World War II Liberty ship of the United States

SS Benjamin F. Coston was a Liberty ship built in the United States during World War II. She was named after Benjamin F. Coston, a US Navy officer and scientist. Coston was the chief scientist at the Washington Navy Yard, and is credited with inventing the Coston Signal Flare.

== Construction ==
Benjamin F. Coston was laid down on 31 July 1944, under a Maritime Commission (MARCOM) contract, MC hull 2318, by J.A. Jones Construction, Panama City, Florida; and launched on 6 September 1944.

==History==
She was allocated to Union Sulphur & Oil Co., Inc., 23 September 1944. On 27 October 1945, she struck a mine while sailing to Genoa, Italy. On 14 May 1946, she was laid up in the National Defense Reserve Fleet, Hudson River Reserve Fleet, Jones Point, New York.

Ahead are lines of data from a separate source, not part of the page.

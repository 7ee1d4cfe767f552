//! CLI argument definitions using clap
//!
//! Commands:
//! - aeroresource serve --config <path> [--port <port>]
//! - aeroresource check --config <path>

use clap::{Parser, Subcommand};
use std::path::PathBuf;

/// Generic resource endpoint server
#[derive(Parser, Debug)]
#[command(name = "aeroresource")]
#[command(version, about, long_about = None)]
pub struct Cli {
    #[command(subcommand)]
    pub command: Command,
}

#[derive(Subcommand, Debug)]
pub enum Command {
    /// Serve a document resource over HTTP
    Serve {
        /// Path to configuration file
        #[arg(long, default_value = "./aeroresource.json")]
        config: PathBuf,

        /// Override the configured port
        #[arg(long)]
        port: Option<u16>,
    },

    /// Validate a configuration file and print the effective settings
    Check {
        /// Path to configuration file
        #[arg(long, default_value = "./aeroresource.json")]
        config: PathBuf,
    },
}

impl Cli {
    /// Parse command line arguments
    pub fn parse_args() -> Self {
        Cli::parse()
    }
}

She was reallocated to Union Sulphur & Oil Co. Inc., 10 July 1946, 28 March 1947, and 15 August 1947, before being placed in the National Defense Reserve Fleet, Wilmington, North Carolina, 21 September 1947.

She was sold for scrapping, 9 July 1964, to Imperial Salvage Corp., for $48,620. She was withdrawn from the fleet, 8 October 1964.